START EXTRACTED MATERIAL

//! Device control primitives over `adb shell`.

use once_cell::sync::Lazy;
use regex::Regex;
use std::path::Path;

use super::connection::AdbConnection;
use crate::device::DeviceError;

static FOCUS_PACKAGE: Lazy<Regex> =
    Lazy::new(|| Regex::new(r"([A-Za-z][\w.]*)/[\w.$]+").expect("valid focus regex"));

/// Device-side path used for UI hierarchy dumps.
const UI_DUMP_PATH: &str = "/sdcard/window_dump.xml";

/// Directory images are pushed into so the gallery picks them up.
pub const IMAGE_DIR: &str = "/sdcard/Pictures/PhonePilot";

/// Get the package name of the currently focused window.
///
/// Returns an empty string when the focus cannot be determined.
pub async fn current_app(conn: &AdbConnection) -> String {
    match conn.shell(&["dumpsys", "window"]).await {
        Ok(stdout) => parse_focused_package(&stdout).unwrap_or_default(),
        Err(e) => {
            tracing::debug!("dumpsys window failed: {}", e);
            String::new()
        }
    }
}

fn parse_focused_package(dumpsys: &str) -> Option<String> {
    dumpsys
        .lines()
        .filter(|line| line.contains("mCurrentFocus") || line.contains("mFocusedApp"))
        .find_map(|line| FOCUS_PACKAGE.captures(line))
        .map(|caps| caps[1].to_string())
}

/// Tap at the specified coordinates.
pub async fn tap(conn: &AdbConnection, x: i32, y: i32) -> Result<String, DeviceError> {
    conn.shell(&["input", "tap", &x.to_string(), &y.to_string()]).await?;
    Ok(format!("tapped ({}, {})", x, y))
}

/// Swipe from start to end coordinates.
pub async fn swipe(
    conn: &AdbConnection,
    start: (i32, i32),
    end: (i32, i32),
    duration_ms: u64,
) -> Result<String, DeviceError> {
    conn.shell(&[
        "input",
        "swipe",
        &start.0.to_string(),
        &start.1.to_string(),
        &end.0.to_string(),
        &end.1.to_string(),
        &duration_ms.to_string(),
    ])
    .await?;
    Ok(format!(
        "swiped ({}, {}) -> ({}, {}) in {}ms",
        start.0, start.1, end.0, end.1, duration_ms
    ))
}

/// Send a key event such as `KEYCODE_BACK` or `4`.
pub async fn keyevent(conn: &AdbConnection, keycode: &str) -> Result<String, DeviceError> {
    conn.shell(&["input", "keyevent", keycode]).await?;
    Ok(format!("sent keyevent {}", keycode))
}

/// Launch an app by package name through its launcher intent.
pub async fn launch_app(conn: &AdbConnection, package: &str) -> Result<String, DeviceError> {
    let out = conn
        .shell(&[
            "monkey",
            "-p",
            package,
            "-c",
            "android.intent.category.LAUNCHER",
            "1",
        ])
        .await?;
    if out.contains("No activities found") {
        return Err(DeviceError::CommandFailed(format!("App not found: {}", package)));
    }
    Ok(format!("launched {}", package))
}

/// Dump the current UI hierarchy as XML.
pub async fn dump_ui(conn: &AdbConnection) -> Result<String, DeviceError> {
    conn.shell(&["uiautomator", "dump", UI_DUMP_PATH]).await?;
    let output = conn.run(&["exec-out", "cat", UI_DUMP_PATH]).await?;
    let xml = String::from_utf8_lossy(&output.stdout).to_string();
    if !xml.contains("<hierarchy") {
        return Err(DeviceError::CommandFailed("uiautomator dump returned no hierarchy".into()));
    }
    Ok(xml)
}

/// Inject a GPS fix through a location test provider (Android 12+).
pub async fn inject_location(
    conn: &AdbConnection,
    latitude: f64,
    longitude: f64,
) -> Result<String, DeviceError> {
    // add-test-provider fails harmlessly when the provider already exists
    let _ = conn
        .shell(&["cmd", "location", "providers", "add-test-provider", "gps"])
        .await;
    conn.shell(&[
        "cmd",
        "location",
        "providers",
        "set-test-provider-enabled",
        "gps",
        "true",
    ])
    .await?;
    let fix = format!("{},{}", latitude, longitude);
    conn.shell(&[
        "cmd",
        "location",
        "providers",
        "set-test-provider-location",
        "gps",
        "--location",
        &fix,
    ])
    .await?;
    Ok(format!("location set to {}", fix))
}

/// Push a local file into the device image directory and trigger a media scan.
pub async fn push_image(
    conn: &AdbConnection,
    local: &Path,
    file_name: &str,
) -> Result<String, DeviceError> {
    conn.shell(&["mkdir", "-p", IMAGE_DIR]).await?;
    let remote = format!("{}/{}", IMAGE_DIR, file_name);
    let local_str = local.to_string_lossy();
    let output = conn.run(&["push", local_str.as_ref(), &remote]).await?;
    if !output.status.success() {
        return Err(DeviceError::CommandFailed(
            String::from_utf8_lossy(&output.stderr).trim().to_string(),
        ));
    }
    conn.shell(&[
        "am",
        "broadcast",
        "-a",
        "android.intent.action.MEDIA_SCANNER_SCAN_FILE",
        "-d",
        &format!("file://{}", remote),
    ])
    .await?;
    Ok(remote)
}

#[cfg(test)]
mod tests {
    use super::*;

    #[test]
    fn test_parse_focused_package() {
        let dump = "  mCurrentFocus=Window{3c1 u0 com.android.permissioncontroller/com.android.permissioncontroller.permission.ui.GrantPermissionsActivity}\n";
        assert_eq!(
            parse_focused_package(dump).as_deref(),
            Some("com.android.permissioncontroller")
        );
        assert_eq!(parse_focused_package("nothing focused"), None);
    }
}
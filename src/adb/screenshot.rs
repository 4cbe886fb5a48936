//! Screenshot capture with optional downscaling for the model.

use chrono::Utc;
use image::imageops::FilterType;
use image::ImageFormat;
use std::io::Cursor;

use super::connection::AdbConnection;
use crate::device::{DeviceError, Snapshot};

const PNG_MAGIC: &[u8; 8] = b"\x89PNG\r\n\x1a\n";

/// Capture the screen with `adb exec-out screencap -p`.
///
/// When `max_edge` is set and the longest side of the screen exceeds it, the
/// image handed to the model is downscaled and the snapshot's scale factors
/// record how to map model coordinates back to device pixels.
pub async fn capture(
    conn: &AdbConnection,
    current_app: String,
    max_edge: Option<u32>,
) -> Result<Snapshot, DeviceError> {
    // exec-out streams the PNG to stdout without touching device storage
    let output = conn.run(&["exec-out", "screencap", "-p"]).await?;

    let stderr = String::from_utf8_lossy(&output.stderr);
    if stderr.contains("Status: -1") || stderr.contains("Failed") || stderr.contains("error") {
        return Err(DeviceError::CaptureFailed(format!(
            "screen may be protected: {}",
            stderr.trim()
        )));
    }

    encode_for_model(&output.stdout, current_app, max_edge)
}

/// Validate raw PNG bytes and build a snapshot, downscaling when needed.
pub fn encode_for_model(
    png_data: &[u8],
    current_app: String,
    max_edge: Option<u32>,
) -> Result<Snapshot, DeviceError> {
    if png_data.len() < PNG_MAGIC.len() || &png_data[..PNG_MAGIC.len()] != PNG_MAGIC {
        return Err(DeviceError::CaptureFailed(format!(
            "invalid PNG data ({} bytes)",
            png_data.len()
        )));
    }

    let img = image::load_from_memory(png_data)
        .map_err(|e| DeviceError::CaptureFailed(format!("failed to decode screenshot: {}", e)))?;
    let (width, height) = (img.width(), img.height());

    let longest = width.max(height);
    let (png, scale_x, scale_y) = match max_edge {
        Some(limit) if limit > 0 && longest > limit => {
            let ratio = limit as f64 / longest as f64;
            let target_w = ((width as f64 * ratio).round() as u32).max(1);
            let target_h = ((height as f64 * ratio).round() as u32).max(1);
            let resized = img.resize_exact(target_w, target_h, FilterType::Triangle);

            let mut buffer = Cursor::new(Vec::new());
            resized
                .write_to(&mut buffer, ImageFormat::Png)
                .map_err(|e| DeviceError::CaptureFailed(format!("failed to encode screenshot: {}", e)))?;
            (
                buffer.into_inner(),
                width as f64 / target_w as f64,
                height as f64 / target_h as f64,
            )
        }
        _ => (png_data.to_vec(), 1.0, 1.0),
    };

    Ok(Snapshot {
        png,
        current_app,
        width,
        height,
        scale_x,
        scale_y,
        captured_at: Utc::now(),
    })
}

#[cfg(test)]
mod tests {
    use super::*;
    use image::{DynamicImage, RgbImage};

    fn png_of(width: u32, height: u32) -> Vec<u8> {
        let img = DynamicImage::ImageRgb8(RgbImage::new(width, height));
        let mut buffer = Cursor::new(Vec::new());
        img.write_to(&mut buffer, ImageFormat::Png).unwrap();
        buffer.into_inner()
    }

    #[test]
    fn test_rejects_non_png() {
        assert!(encode_for_model(b"not a png", "x".into(), None).is_err());
    }

    #[test]
    fn test_keeps_small_images_unscaled() {
        let snapshot = encode_for_model(&png_of(100, 200), "app".into(), Some(1280)).unwrap();
        assert_eq!((snapshot.width, snapshot.height), (100, 200));
        assert_eq!((snapshot.scale_x, snapshot.scale_y), (1.0, 1.0));
    }

    #[test]
    fn test_downscales_large_images() {
        let snapshot = encode_for_model(&png_of(400, 800), "app".into(), Some(200)).unwrap();
        assert_eq!((snapshot.width, snapshot.height), (400, 800));
        assert_eq!(snapshot.scale_x, 4.0);
        assert_eq!(snapshot.scale_y, 4.0);
        let small = image::load_from_memory(&snapshot.png).unwrap();
        assert_eq!((small.width(), small.height()), (100, 200));
    }
}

END EXTRACTED MATERIAL

> [TASK STATEMENT]:
Among the lines of the data, which ones contain the word "through"? Show them.

> [RESULT BELOW]:
/// Launch an app by package name through its launcher intent.
/// Inject a GPS fix through a location test provider (Android 12+).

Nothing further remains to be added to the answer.